Slender.—Fuí allá abajo, á Eton, á casarme con Ana Page, y resulta que se ha vuelto un muchachón contrahecho. Si no hubiéramos estado en la iglesia, yo le habría dado una buena zurra, ó él á mí. Por cierto que no me hubiera yo movido, si no porque pensé que era Ana Page. Ana Page! Un muchacho de la oficina de correos!

Page.—Pues por vida mía que echasteis mano de él por equivocación.

Slender.—Gran noticia me dáis! Ya creo que me equivoqué al tomar un muchacho por una doncella. Y aunque estaba vestido de mujer, si me hubiese casado con él no lo habría tomado.

Page.—Vuestro propio atolondramiento es el que ha ocasionado esto. ¿No os dije que conociérais á mi hija por los vestidos?

Slender.—Conforme habíamos convenido, me acerqué á ella de blanco y dije: «¡Chito!» y ella respondió: «¡Morral!» Y sin embargo, no era Ana sino el muchacho del Correo.

Evans.—¡Jesús! ¡Señor Slender! ¿No véis cosa mejor que casaros con muchachos?

Page.—Tengo el despecho en el corazón. ¿Qué haré?

Sra. Page.—No os enojéis, buen Jorge. Yo sabía vuestro propósito é hice vestir á mi hija de verde; y en verdad que ahora está en la abadía casándose con el doctor Caius.

(Entra Caius.)
Caius.—¿Dónde está la señora Page? ¡Voto á sanes, que he sido embaucado! ¡Me he casado con un muchacho, un garçon! ¡un muchacho campesino! ¡un muchacho que no es Ana Page, voto á!...

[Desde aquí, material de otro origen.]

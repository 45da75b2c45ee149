//! Integration tests for the travelmap-srv API endpoints
//!
//! Drives the router directly with stubbed external services and an
//! in-memory database.

use async_trait::async_trait;
use axum::{
    body::{Body, Bytes},
    http::{header, Request, StatusCode},
};
use futures::StreamExt;
use serde_json::{json, Value};
use std::sync::atomic::{AtomicUsize, Ordering};
use std::sync::Arc;
use tempfile::TempDir;
use tower::util::ServiceExt; // for `oneshot`
use travelmap_common::models::Coordinates;
use travelmap_srv::services::{Geocoder, PhotoFinder, PhotoStream, UpstreamError};
use travelmap_srv::{build_router, AppState};

struct StubGeocoder {
    result: Option<Coordinates>,
    calls: AtomicUsize,
}

#[async_trait]
impl Geocoder for StubGeocoder {
    async fn geocode(&self, _destination: &str) -> Option<Coordinates> {
        self.calls.fetch_add(1, Ordering::SeqCst);
        self.result
    }

    async fn reverse_geocode(&self, _lat: f64, _lng: f64) -> Option<String> {
        None
    }
}

struct StubPhotos {
    url: Option<String>,
}

#[async_trait]
impl PhotoFinder for StubPhotos {
    async fn find_photo_url(&self, _location: &str) -> Result<Option<String>, UpstreamError> {
        Ok(self.url.clone())
    }

    async fn fetch_photo(&self, reference: &str) -> Result<PhotoStream, UpstreamError> {
        if reference == "broken" {
            return Err(UpstreamError::Status(500));
        }
        Ok(PhotoStream {
            content_type: "image/png".to_string(),
            data: futures::stream::iter(vec![Ok::<_, std::io::Error>(Bytes::from_static(
                b"PNGDATA",
            ))])
            .boxed(),
        })
    }
}

struct TestApp {
    app: axum::Router,
    geocoder: Arc<StubGeocoder>,
    // Held so the uploads directory outlives the test
    uploads: TempDir,
}

async fn setup_app(geocode_result: Option<Coordinates>, photo_url: Option<String>) -> TestApp {
    let db = travelmap_srv::db::init_memory_database()
        .await
        .expect("Should create in-memory database");
    let geocoder = Arc::new(StubGeocoder {
        result: geocode_result,
        calls: AtomicUsize::new(0),
    });
    let photos = Arc::new(StubPhotos { url: photo_url });
    let uploads = TempDir::new().expect("Should create temp uploads dir");

    let state = AppState::new(
        db,
        geocoder.clone(),
        photos,
        uploads.path().to_path_buf(),
    );
    TestApp {
        app: build_router(state),
        geocoder,
        uploads,
    }
}

fn paris() -> Option<Coordinates> {
    Some(Coordinates {
        lat: 48.8566,
        lng: 2.3522,
    })
}

fn get(uri: &str) -> Request<Body> {
    Request::builder().uri(uri).body(Body::empty()).unwrap()
}

fn post_json(uri: &str, body: Value) -> Request<Body> {
    Request::builder()
        .method("POST")
        .uri(uri)
        .header(header::CONTENT_TYPE, "application/json")
        .body(Body::from(serde_json::to_vec(&body).unwrap()))
        .unwrap()
}

async fn extract_json(body: Body) -> Value {
    let bytes = axum::body::to_bytes(body, usize::MAX)
        .await
        .expect("Should read body");
    serde_json::from_slice(&bytes).expect("Should parse JSON")
}

#[tokio::test]
async fn health_endpoint_reports_module() {
    let test = setup_app(paris(), None).await;

    let response = test.app.oneshot(get("/health")).await.unwrap();
    assert_eq!(response.status(), StatusCode::OK);

    let body = extract_json(response.into_body()).await;
    assert_eq!(body["status"], "ok");
    assert_eq!(body["module"], "travelmap-srv");
}

#[tokio::test]
async fn create_persists_and_lists_newest_first() {
    let test = setup_app(paris(), None).await;

    let first = post_json(
        "/api/travel-records",
        json!({
            "name": "Alex",
            "startDate": "2024-06-01",
            "endDate": "2024-06-03",
            "destinationName": "Paris, France",
            "keywordTags": "food, art",
            "uploadedImages": ["/uploads/a.jpg"],
            "rating": "5"
        }),
    );
    let response = test.app.clone().oneshot(first).await.unwrap();
    assert_eq!(response.status(), StatusCode::CREATED);
    let created = extract_json(response.into_body()).await;
    assert_eq!(created["latitude"], json!(48.8566));
    assert_eq!(created["longitude"], json!(2.3522));
    assert_eq!(created["duration"], json!(3));
    assert_eq!(created["keywordTags"], json!(["food", "art"]));
    assert_eq!(created["rating"], json!(5));

    let second = post_json(
        "/api/travel-records",
        json!({
            "name": "Tracy",
            "startDate": "2024-07-01",
            "destinationName": "Paris, France"
        }),
    );
    let response = test.app.clone().oneshot(second).await.unwrap();
    assert_eq!(response.status(), StatusCode::CREATED);

    let response = test.app.oneshot(get("/api/travel-records")).await.unwrap();
    assert_eq!(response.status(), StatusCode::OK);
    let listed = extract_json(response.into_body()).await;
    let records = listed.as_array().unwrap();
    assert_eq!(records.len(), 2);
    assert_eq!(records[0]["name"], "Tracy");
    assert_eq!(records[1]["name"], "Alex");
}

#[tokio::test]
async fn missing_required_fields_rejected_before_geocoding() {
    let test = setup_app(paris(), None).await;

    let request = post_json(
        "/api/travel-records",
        json!({ "name": "Alex", "destinationName": "Paris, France" }),
    );
    let response = test.app.clone().oneshot(request).await.unwrap();
    assert_eq!(response.status(), StatusCode::BAD_REQUEST);

    let body = extract_json(response.into_body()).await;
    assert_eq!(body["error"]["code"], "MISSING_FIELDS");
    assert!(body["error"]["message"]
        .as_str()
        .unwrap()
        .contains("startDate"));
    assert_eq!(test.geocoder.calls.load(Ordering::SeqCst), 0);

    let response = test.app.oneshot(get("/api/travel-records")).await.unwrap();
    let listed = extract_json(response.into_body()).await;
    assert!(listed.as_array().unwrap().is_empty());
}

#[tokio::test]
async fn geocode_failure_names_destination_and_persists_nothing() {
    let test = setup_app(None, None).await;

    let request = post_json(
        "/api/travel-records",
        json!({
            "name": "Alex",
            "startDate": "2024-06-01",
            "destinationName": "Atlantis"
        }),
    );
    let response = test.app.clone().oneshot(request).await.unwrap();
    assert_eq!(response.status(), StatusCode::BAD_REQUEST);

    let body = extract_json(response.into_body()).await;
    assert_eq!(body["error"]["code"], "GEOCODE_FAILED");
    assert!(body["error"]["message"].as_str().unwrap().contains("Atlantis"));

    let response = test.app.oneshot(get("/api/travel-records")).await.unwrap();
    let listed = extract_json(response.into_body()).await;
    assert!(listed.as_array().unwrap().is_empty());
}

#[tokio::test]
async fn out_of_range_rating_returns_field_details() {
    let test = setup_app(paris(), None).await;

    let request = post_json(
        "/api/travel-records",
        json!({
            "name": "Alex",
            "startDate": "2024-06-01",
            "destinationName": "Paris, France",
            "rating": 9
        }),
    );
    let response = test.app.oneshot(request).await.unwrap();
    assert_eq!(response.status(), StatusCode::BAD_REQUEST);

    let body = extract_json(response.into_body()).await;
    assert_eq!(body["error"]["code"], "VALIDATION_ERROR");
    assert!(body["error"]["details"]["rating"].is_string());
}

#[tokio::test]
async fn markers_endpoint_deduplicates_positions() {
    let test = setup_app(paris(), None).await;

    for name in ["Alex", "Tracy"] {
        let request = post_json(
            "/api/travel-records",
            json!({
                "name": name,
                "startDate": "2024-06-01",
                "destinationName": "Paris, France"
            }),
        );
        let response = test.app.clone().oneshot(request).await.unwrap();
        assert_eq!(response.status(), StatusCode::CREATED);
    }

    let response = test.app.oneshot(get("/api/markers")).await.unwrap();
    assert_eq!(response.status(), StatusCode::OK);
    let markers = extract_json(response.into_body()).await;
    assert_eq!(markers.as_array().unwrap().len(), 1);
    assert_eq!(markers[0]["lat"], json!(48.8566));
}

#[tokio::test]
async fn image_search_returns_proxy_url_or_404() {
    let found = setup_app(paris(), Some("/api/image-search/photo?ref=abc".to_string())).await;
    let response = found.app.oneshot(get("/api/image-search/Paris")).await.unwrap();
    assert_eq!(response.status(), StatusCode::OK);
    let body = extract_json(response.into_body()).await;
    assert_eq!(body["imageUrl"], "/api/image-search/photo?ref=abc");

    let empty = setup_app(paris(), None).await;
    let response = empty
        .app
        .oneshot(get("/api/image-search/Nowhere"))
        .await
        .unwrap();
    assert_eq!(response.status(), StatusCode::NOT_FOUND);
}

#[tokio::test]
async fn photo_proxy_streams_bytes_with_content_type() {
    let test = setup_app(paris(), None).await;

    let response = test
        .app
        .clone()
        .oneshot(get("/api/image-search/photo?ref=abc"))
        .await
        .unwrap();
    assert_eq!(response.status(), StatusCode::OK);
    assert_eq!(
        response.headers().get(header::CONTENT_TYPE).unwrap(),
        "image/png"
    );
    let bytes = axum::body::to_bytes(response.into_body(), usize::MAX)
        .await
        .unwrap();
    assert_eq!(&bytes[..], b"PNGDATA");

    // Missing reference is the caller's fault
    let response = test
        .app
        .clone()
        .oneshot(get("/api/image-search/photo"))
        .await
        .unwrap();
    assert_eq!(response.status(), StatusCode::BAD_REQUEST);

    // Upstream breakage is not
    let response = test
        .app
        .oneshot(get("/api/image-search/photo?ref=broken"))
        .await
        .unwrap();
    assert_eq!(response.status(), StatusCode::INTERNAL_SERVER_ERROR);
}

fn multipart_request(uri: &str, file_name: &str, contents: &[u8]) -> Request<Body> {
    let boundary = "travelmap-test-boundary";
    let mut body = Vec::new();
    body.extend_from_slice(format!("--{boundary}\r\n").as_bytes());
    body.extend_from_slice(
        format!(
            "Content-Disposition: form-data; name=\"travelImages\"; filename=\"{file_name}\"\r\n"
        )
        .as_bytes(),
    );
    body.extend_from_slice(b"Content-Type: application/octet-stream\r\n\r\n");
    body.extend_from_slice(contents);
    body.extend_from_slice(format!("\r\n--{boundary}--\r\n").as_bytes());

    Request::builder()
        .method("POST")
        .uri(uri)
        .header(
            header::CONTENT_TYPE,
            format!("multipart/form-data; boundary={boundary}"),
        )
        .body(Body::from(body))
        .unwrap()
}

#[tokio::test]
async fn uploads_store_images_and_return_urls() {
    let test = setup_app(paris(), None).await;

    let request = multipart_request("/api/uploads", "trip.png", b"fake image bytes");
    let response = test.app.clone().oneshot(request).await.unwrap();
    assert_eq!(response.status(), StatusCode::CREATED);

    let body = extract_json(response.into_body()).await;
    let urls = body["urls"].as_array().unwrap();
    assert_eq!(urls.len(), 1);
    let url = urls[0].as_str().unwrap();
    assert!(url.starts_with("/uploads/"));
    assert!(url.ends_with(".png"));

    let stored = test.uploads.path().join(url.trim_start_matches("/uploads/"));
    assert_eq!(std::fs::read(stored).unwrap(), b"fake image bytes");
}

#[tokio::test]
async fn uploads_reject_non_image_extensions() {
    let test = setup_app(paris(), None).await;

    let request = multipart_request("/api/uploads", "notes.txt", b"not an image");
    let response = test.app.oneshot(request).await.unwrap();
    assert_eq!(response.status(), StatusCode::BAD_REQUEST);
}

Sra. Page.—¡Qué! ¿Pues no estaba vestida de verde?

Caius.—¡Sí, por cierto, y era muchacho! He de revolver todo Windsor.

(Sale Caius.)

Sra. Page.—¡Qué cosa tan extraña! ¿Quién se ha llevado á la verdadera Ana?

Page.—Mal me anuncia el corazón. Aquí viene el señor Fenton. (Entran Fenton y Ana Page.) ¿Cómo va, señor Fenton?

Ana.—¡Perdón, padre mío! ¡Perdón, buena madre!

Page.—¿Cómo es, señorita, que no habéis ido con el señor Slender?

Sra. Page.—¿Cómo es, niña, que no fuíste con el doctor Caius?

Fenton.—No debéis aturdirla. Os diré la verdad de todo. Vosotros la habríais casado vergonzosamente, sin que hubiese habido en su matrimonio la debida proporción en los afectos. La verdad es que ella y yo, comprometidos de tiempo atrás, estamos ahora tan seguros, que ya nada podría separarnos. La falta que ha cometido es santa y no se la puede llamar con los nombres de engaño y desobediencia en que se falta al deber; pues con ella ha evitado las mil horas de irreligiosa desesperación que le habría traído un matrimonio forzado.

Ford.—No os aturdáis. La cosa ya no tiene remedio. En asuntos de amor, es el cielo quien decide. Los dineros compran tierras; pero á la mujer nadie la vende sino el destino.

Falstaff.—Me alegro, á pesar del empeño especial que habéis puesto contra mí, de que vuestro dardo haya resbalado.

Page.—Bien ¿qué remedio? ¡Fenton, que el cielo te dé alegría! Lo que ha de ser bien castigado ha de ser bien perdonado.

Falstaff.—Cuando se da caza de noche, se persigue á toda clase de ciervos.

Evans.—Bailaré y comeré golosinas en vuestra boda.

Sra. Page.—Bien: no me entristeceré más tiempo. Señor Fenton, que Dios os dé muchos, muchos días felices. Buen esposo mío, vamos todos á casa y delante de un buen fuego riámonos de la aventura; todos, incluso sir Juan.

Ford.—Sea como dices. Sir Juan: todavía cumpliréis vuestra palabra al señor Brook; porque esta noche dormirá con la señora Ford.